1. Tracking resistance: After etching the copper foil, the applied voltage value was determined when no short circuit occurred even when 50 drops or more of 0.1% ammonium chloride aqueous solution was dropped.
2. Solder heat resistance: Measured according to JIS C 6481, subjected to a moisture absorption treatment for 2 hours after boiling, and then checked for abnormal appearance after floating in a solder bath at 260 ° C. for 180 seconds.
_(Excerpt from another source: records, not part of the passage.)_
//! Recorder runtime integration.
//!
//! Bridges the sync intent loop with the async result store.

use std::sync::Arc;
use std::time::{Duration, Instant};

use anyhow::{Context, Result};
use tokio::runtime::Runtime;
use tokio::sync::mpsc;

use crate::config::RecorderConfig;
use crate::core::{RecordSink, RecordTicket, RecorderEvent};
use crate::store::{JsonlRecorder, MemoryRecorder, ResultRecorder};

/// Running recorder instance.
///
/// Owns its own tokio runtime, so it must be created and dropped outside of
/// any async context.
pub struct RecorderRuntime {
    rt: Runtime,
    recorder: Arc<dyn ResultRecorder>,
    event_tx: mpsc::UnboundedSender<RecorderEvent>,
    event_rx: mpsc::UnboundedReceiver<RecorderEvent>,
    /// Tickets submitted whose completion has not been received yet.
    outstanding: usize,
}

impl RecorderRuntime {
    pub fn new(recorder: Arc<dyn ResultRecorder>) -> Result<Self> {
        let rt = Runtime::new().context("failed to create recorder runtime")?;
        let (event_tx, event_rx) = mpsc::unbounded_channel::<RecorderEvent>();
        Ok(Self {
            rt,
            recorder,
            event_tx,
            event_rx,
            outstanding: 0,
        })
    }

    /// Start the recorder described by `config`.
    pub fn from_config(config: &RecorderConfig) -> Result<Self> {
        if config.disabled {
            tracing::info!("result log disabled, keeping results in memory");
            return Self::new(Arc::new(MemoryRecorder::new()));
        }
        tracing::info!(path = %config.results_path.display(), "recording results");
        Self::new(Arc::new(JsonlRecorder::new(config.results_path.clone())))
    }

    /// Start the recorder from environment variables.
    pub fn start_from_env() -> Result<Self> {
        Self::from_config(&RecorderConfig::from_env())
    }

    pub fn outstanding(&self) -> usize {
        self.outstanding
    }

    /// Next completion, if one has arrived.
    pub fn try_recv(&mut self) -> Option<RecorderEvent> {
        let event = self.event_rx.try_recv().ok()?;
        self.outstanding = self.outstanding.saturating_sub(1);
        Some(event)
    }

    /// Wait up to `timeout` for every outstanding save to complete.
    ///
    /// Returns the completions received; anything still running after the
    /// deadline is left behind.
    pub fn flush(&mut self, timeout: Duration) -> Vec<RecorderEvent> {
        let deadline = Instant::now() + timeout;
        let mut events = Vec::new();

        while self.outstanding > 0 {
            let remaining = deadline.saturating_duration_since(Instant::now());
            if remaining.is_zero() {
                break;
            }
            let rx = &mut self.event_rx;
            // The timer must be created inside the runtime.
            let received = self
                .rt
                .block_on(async { tokio::time::timeout(remaining, rx.recv()).await });
            match received {
                Ok(Some(event)) => {
                    self.outstanding -= 1;
                    events.push(event);
                }
                Ok(None) | Err(_) => break,
            }
        }

        if self.outstanding > 0 {
            tracing::warn!(outstanding = self.outstanding, "result saves still pending at flush deadline");
        }
        events
    }
}

impl RecordSink for RecorderRuntime {
    fn submit(&mut self, ticket: RecordTicket) {
        let recorder = Arc::clone(&self.recorder);
        let event_tx = self.event_tx.clone();
        self.outstanding += 1;

        self.rt.spawn(async move {
            let event = match recorder.save(&ticket.record).await {
                Ok(()) => RecorderEvent::succeeded(&ticket),
                Err(err) => {
                    tracing::warn!(
                        epoch = ticket.epoch,
                        round = ticket.round_seq,
                        error = %err,
                        "result recorder failed"
                    );
                    RecorderEvent::failed(&ticket, err.to_string())
                }
            };
            let _ = event_tx.send(event);
        });
    }
}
○: No abnormality, ×: Dandruff occurred Copper foil peel strength: measured according to JIS C 6481 Flame retardancy: Evaluated by vertical method according to UL-94 standard.

Claims (9)

A resin composition used for an intermediate layer of a composite laminate,
A resin composition for a composite laminate comprising a bisphenol-type epoxy resin, a triazine-modified phenol novolac resin, a phosphorus flame retardant, and an inorganic filler.   2. The resin for composite laminates according to claim 1, wherein the ratio of the number of epoxy groups of the bisphenol-type epoxy resin to the number of OH groups of the triazine-modified phenol novolac resin is epoxy group / OH group = 1.2 to 2.0. Composition.   The resin composition for composite laminates according to claim 1 or 2, wherein the bisphenol-type epoxy resin has a number average molecular weight of 5000 or less.   The resin composition for a composite laminate according to any one of claims 1 to 3, wherein the bisphenol type epoxy resin contains a bisphenol A type epoxy resin.   The resin composition for a composite laminate according to any one of claims 1 to 4, wherein the inorganic filler contains aluminum hydroxide or magnesium hydroxide.   The inorganic filler is 100 parts by weight or more and 250 parts by weight or less with respect to 100 parts by weight of the bisphenol type epoxy resin, the triazine-modified phenol novolac resin, and the phosphorus flame retardant. 5. The resin composition for composite laminates according to any one of 4 to 4.   The phosphorus component content of the phosphorus flame retardant is 0.5 parts by weight or more in a total of 100 parts by weight of the bisphenol type epoxy resin, the triazine-modified phenol novolac resin, and the phosphorus flame retardant. The resin composition for composite laminates according to any one of claims 1 to 5, which is contained in an amount of not more than parts by weight.   The resin composition for a composite laminate according to any one of claims 1 to 7, wherein the phosphorus flame retardant is an additive type phosphorus flame retardant.   A composite laminate using the resin composition for a composite laminate according to claim 1 as an intermediate layer.